Find the line holding "pub struct Clock" in the entries below. Give it again exactly, along with every line after it up to and including the line holding "pub fn advance(&mut".

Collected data

Start of Block

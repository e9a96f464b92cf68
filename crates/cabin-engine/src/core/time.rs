/// Frame-driven millisecond clock.
/// The host advances it once per display refresh; every deadline in the engine is
/// measured against `now_ms`.
#[derive(Debug, Clone, Default)]
pub struct Clock {
    /// Accumulated time, kept fractional so sub-millisecond frame deltas add up.
    elapsed_ms: f64,
    /// Frames seen so far.
    frame: u64,
}

impl Clock {
    pub fn new() -> Self {
        Self::default()
    }

    /// Advance by one rendered frame of `dt_ms`. Returns the new `now_ms`.
    /// Negative or non-finite deltas still count as a frame but add no time.
    pub fn advance(&mut self, dt_ms: f64) -> u64 {
        if dt_ms.is_finite() && dt_ms > 0.0 {
            self.elapsed_ms += dt_ms;
        }
        self.frame += 1;
        self.now_ms()
    }

    /// Whole milliseconds elapsed since the clock was created.
    pub fn now_ms(&self) -> u64 {
        self.elapsed_ms.floor() as u64
    }

    /// Number of frames advanced so far.
    pub fn frame(&self) -> u64 {
        self.frame
    }
}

End of Block

■ Your solution ■
pub struct Clock {
    /// Accumulated time, kept fractional so sub-millisecond frame deltas add up.
    elapsed_ms: f64,
    /// Frames seen so far.
    frame: u64,
}

impl Clock {
    pub fn new() -> Self {
        Self::default()
    }

    /// Advance by one rendered frame of `dt_ms`. Returns the new `now_ms`.
    /// Negative or non-finite deltas still count as a frame but add no time.
    pub fn advance(&mut self, dt_ms: f64) -> u64 {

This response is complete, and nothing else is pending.